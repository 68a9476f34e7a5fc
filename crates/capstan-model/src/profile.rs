//! Provisioning profiles

use crate::provider::Provider;
use serde::{Deserialize, Serialize};
use std::collections::HashMap;

/// Free-form machine parameters supplied per node, bound into the
/// provider-specific config before a task runs (e.g. `size`, `image`,
/// `instanceType`). Keys use the camelCase spellings of the config fields.
pub type NodeProfile = HashMap<String, String>;

/// Desired shape of a cluster, as submitted by the caller
#[derive(Debug, Clone, PartialEq, Serialize, Deserialize, Default)]
#[serde(rename_all = "camelCase")]
pub struct Profile {
    pub provider: Provider,
    pub region: String,
    pub zone: String,
    pub arch: String,
    pub operating_system: String,
    pub operating_system_version: String,
    pub k8s_version: String,
    pub docker_version: String,
    pub helm_version: String,
    pub flannel_version: String,
    pub network_type: String,
    pub cidr: String,
    pub k8s_services_cidr: String,
    pub rbac_enabled: bool,
    pub user: String,
    pub password: String,

    #[serde(default)]
    pub master_profiles: Vec<NodeProfile>,
    #[serde(default)]
    pub nodes_profiles: Vec<NodeProfile>,

    /// Provider settings already known at submission time
    #[serde(default)]
    pub cloud_specific_settings: HashMap<String, String>,
}

impl Profile {
    pub fn master_count(&self) -> usize {
        self.master_profiles.len()
    }

    pub fn node_count(&self) -> usize {
        self.nodes_profiles.len()
    }
}

#[cfg(test)]
mod tests {
    use super::*;

    #[test]
    fn test_profile_counts() {
        let mut profile = Profile::default();
        assert_eq!(profile.master_count(), 0);

        profile.master_profiles.push(NodeProfile::new());
        profile.master_profiles.push(NodeProfile::new());
        profile.nodes_profiles.push(NodeProfile::new());

        assert_eq!(profile.master_count(), 2);
        assert_eq!(profile.node_count(), 1);
    }

    #[test]
    fn test_profile_serde() {
        let mut profile = Profile {
            provider: Provider::Aws,
            region: "us-east-1".into(),
            rbac_enabled: true,
            ..Default::default()
        };
        let mut node = NodeProfile::new();
        node.insert("instanceType".into(), "t3.medium".into());
        profile.nodes_profiles.push(node);

        let json = serde_json::to_string(&profile).unwrap();
        assert!(json.contains("\"rbacEnabled\":true"));
        assert!(json.contains("\"nodesProfiles\""));

        let parsed: Profile = serde_json::from_str(&json).unwrap();
        assert_eq!(parsed, profile);
    }
}
//! GCE workflows

use crate::config::Config;
use crate::error::StepError;
use crate::registry::{WorkflowRegistry, GCE_MASTER, GCE_NODE};
use crate::step::{say, Step};
use crate::steps::{commit_machine, planned_node, BootstrapQuorumStep, MachineInfo};
use crate::sync::CancelSignal;
use async_trait::async_trait;
use capstan_model::NodeState;
use std::sync::Arc;
use tokio::io::AsyncWrite;

/// GCE API surface the steps depend on
#[async_trait]
pub trait GceApi: Send + Sync {
    async fn insert_instance(&self, config: &Config, name: &str)
        -> Result<MachineInfo, StepError>;

    async fn delete_instance(&self, name: &str) -> Result<(), StepError>;
}

/// Insert the compute instance backing the current task's node.
/// Instance names are already lowercased by the naming rules.
pub struct InsertInstanceStep {
    api: Arc<dyn GceApi>,
}

#[async_trait]
impl Step for InsertInstanceStep {
    fn name(&self) -> &str {
        "insertInstance"
    }

    fn description(&self) -> &str {
        "insert the compute instance backing this node"
    }

    async fn run(
        &self,
        cancel: &CancelSignal,
        out: &mut (dyn AsyncWrite + Send + Unpin),
        config: &mut Config,
    ) -> Result<(), StepError> {
        let mut node = planned_node(config);
        node.state = NodeState::Provisioning;
        config.emit_node(node.clone());

        say(out, format!("gce: inserting instance {}", node.name)).await?;
        let machine = tokio::select! {
            _ = cancel.cancelled() => return Err(StepError::Cancelled),
            res = self.api.insert_instance(config, &node.name) => res?,
        };

        say(
            out,
            format!("gce: instance {} up at {}", node.name, machine.private_ip),
        )
        .await?;
        commit_machine(config, node, machine);
        Ok(())
    }

    async fn rollback(
        &self,
        _cancel: &CancelSignal,
        out: &mut (dyn AsyncWrite + Send + Unpin),
        config: &mut Config,
    ) -> Result<(), StepError> {
        let name = planned_node(config).name;
        say(out, format!("gce: deleting instance {name}")).await?;
        self.api.delete_instance(&name).await
    }
}

/// Register the GCE workflows.
pub fn register(registry: &mut WorkflowRegistry, api: Arc<dyn GceApi>) {
    registry.register(
        GCE_MASTER,
        vec![
            Arc::new(InsertInstanceStep { api: api.clone() }),
            Arc::new(BootstrapQuorumStep::after(vec!["insertInstance"])),
        ],
    );
    registry.register(GCE_NODE, vec![Arc::new(InsertInstanceStep { api })]);
}

#[cfg(test)]
mod tests {
    use super::*;
    use crate::steps::testing::FakeCloud;
    use capstan_model::Provider;

    #[tokio::test]
    async fn test_insert_instance_lowercases_name() {
        let cloud = Arc::new(FakeCloud::new());
        let step = InsertInstanceStep { api: cloud.clone() };
        let mut out: Vec<u8> = Vec::new();

        let mut config = Config::new(Provider::Gce, "Prod", "acc");
        config.task_id = "ABCD1234".into();
        config.is_master = true;
        config.gce_config.zone = "europe-west1-b".into();

        step.run(&CancelSignal::none(), &mut out, &mut config)
            .await
            .unwrap();

        assert_eq!(cloud.created(), vec!["prod-master-abcd"]);
        assert_eq!(config.node.region, "europe-west1-b");
    }
}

______

> **YOUR GOAL**:
Look through the material for "struct". Copy each line that has it.

> **WRITTEN SOLUTION**:
pub struct Profile {
pub struct InsertInstanceStep {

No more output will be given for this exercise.